New Fresno State president sounds like old one
The helping hand from Valley Children’s helps Bulldogs sports “get to dry land” fiscally. That’s how university President Saul Jimenez-Sandoval put it last week in his first public comments regarding athletics.
“If we don’t do that, we will always be struggling for more or wanting for more and in this case it is my responsibility to really build this critical brand that is Fresno State athletics,” Jimenez-Sandoval said.
“Athletics is synergistically woven into the fabric of what Fresno State is all about. We have the 100-year celebration of athletics right now. It grew up with the university. You cannot distinguish one from the other.”
Sounds like Jimenez-Sandoval has similar thoughts about Bulldogs sports as his predecessor, Joseph Castro. Hopefully the new guy is less of a meddler.

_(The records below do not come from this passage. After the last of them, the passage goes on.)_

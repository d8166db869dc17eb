use services::{SurveyError, SurveyService};
use tempo_core::model::{Answer, SessionError, SurveySession, SurveyStage};

use crate::views::ViewError;

/// User actions a survey view can dispatch.
#[derive(Clone, Debug, PartialEq, Eq)]
pub enum SurveyIntent {
    SubmitIntake { name: String, age: String },
    Choose(Answer),
    Advance,
    SubmitEstimate { raw: String },
    Finalize,
}

#[derive(Clone, Copy, Debug, PartialEq, Eq)]
pub enum AdvanceOutcome {
    Moved,
    NeedsAnswer,
}

pub struct SurveyVm {
    session: SurveySession,
}

impl SurveyVm {
    #[must_use]
    pub fn new(session: SurveySession) -> Self {
        Self { session }
    }

    #[must_use]
    pub fn stage(&self) -> SurveyStage {
        self.session.stage()
    }

    #[must_use]
    pub fn question_text(&self) -> Option<&str> {
        self.session
            .current_question()
            .map(|question| question.text())
    }

    /// One-based position for the progress label.
    #[must_use]
    pub fn question_number(&self) -> Option<usize> {
        match self.session.stage() {
            SurveyStage::Asking(index) => Some(index + 1),
            _ => None,
        }
    }

    #[must_use]
    pub fn total_questions(&self) -> usize {
        self.session.total_questions()
    }

    #[must_use]
    pub fn selected_answer(&self) -> Option<Answer> {
        self.session.current_answer()
    }

    #[must_use]
    pub fn is_complete(&self) -> bool {
        self.session.is_submitted()
    }

    /// # Errors
    ///
    /// Returns `ViewError::Unknown` for service failures.
    pub fn submit_intake(
        &mut self,
        service: &SurveyService,
        name: &str,
        age: &str,
    ) -> Result<(), ViewError> {
        service
            .submit_intake(&mut self.session, name, age)
            .map_err(|err| map_survey_error(&err))
    }

    /// # Errors
    ///
    /// Returns `ViewError::Unknown` for service failures.
    pub fn choose(&mut self, service: &SurveyService, answer: Answer) -> Result<(), ViewError> {
        service
            .choose(&mut self.session, answer)
            .map_err(|err| map_survey_error(&err))
    }

    /// Move past the current question. An unanswered question is not an
    /// error panel; it surfaces as `AdvanceOutcome::NeedsAnswer` so the
    /// view can warn inline.
    ///
    /// # Errors
    ///
    /// Returns `ViewError::Unknown` for service failures.
    pub fn advance(&mut self, service: &SurveyService) -> Result<AdvanceOutcome, ViewError> {
        match service.advance(&mut self.session) {
            Ok(()) => Ok(AdvanceOutcome::Moved),
            Err(SurveyError::Session(SessionError::Unanswered)) => Ok(AdvanceOutcome::NeedsAnswer),
            Err(err) => Err(map_survey_error(&err)),
        }
    }

    /// # Errors
    ///
    /// Returns `ViewError::Unknown` for service failures.
    pub fn submit_estimate(&mut self, service: &SurveyService, raw: &str) -> Result<(), ViewError> {
        service
            .submit_estimate(&mut self.session, raw)
            .map_err(|err| map_survey_error(&err))
    }

    /// Write the finished record. Failures leave the session ready for a
    /// retry with the same answers.
    ///
    /// # Errors
    ///
    /// Returns `ViewError::Unknown` when the append fails.
    pub fn finalize(&mut self, service: &SurveyService) -> Result<(), ViewError> {
        service
            .finalize(&mut self.session)
            .map_err(|err| map_survey_error(&err))
    }
}

fn map_survey_error(err: &SurveyError) -> ViewError {
    match err {
        SurveyError::Session(SessionError::NoQuestions) => ViewError::NoQuestions,
        _ => ViewError::Unknown,
    }
}

/// # Errors
///
/// Returns `ViewError::NoQuestions` when no questions are configured.
/// Returns `ViewError::Unknown` for other failures.
pub fn start_survey(service: &SurveyService) -> Result<SurveyVm, ViewError> {
    let session = service.start_survey().map_err(|err| map_survey_error(&err))?;
    Ok(SurveyVm::new(session))
}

Just as valuable to Fresno State as the money (and perhaps more so) is the pipeline to David and Derek Carr, who helped broker the deal. Valley Children’s has maintained close relationships with the former and current NFL quarterbacks, closer even than their alma mater.
Getting the Carrs on board as part of any future stadium fundraising effort can only pay dividends.
Hospital donations, Bulldogs “not the same money”
Where Valley Children’s Healthcare stands to benefit is less obvious. Since last week’s announcement, questions have been raised about where the nonprofit hospital will get the money it gives to Fresno State.
The answer from Lynne Ashbeck, Valley Children’s vice president and chief community impact officer: Not from donations raised through fundraisers such as Kids Day or by rounding up the change at Walmart or Panda Express.
“It’s not the same money,” Ashbeck assured. “Those dollars go directly to patient care and are vital to our continued existence.”
Ashbeck explained that the $1 million per year earmarked for Bulldogs athletics will come out of the hospital’s marketing and communications budget (which she personally oversees) and reflects a recent strategy shift. Valley Children’s, she said, wants to expand its presence, both nationally and regionally outside the Fresno market, as well as redirect advertising dollars to projects that benefit community health.
For example, instead of spending money on a freeway billboard or a full-page newspaper ad (gulp), spend it sprucing up a park where children play.
“The money going to Fresno State doesn’t impact patient care at all,” Ashbeck said.
If only Fresno State took as good a care of Bulldog Stadium as Valley Children’s takes care of sick kids. Then we’d be on to something. For now, the Bulldogs are happy being someone else’s charity case.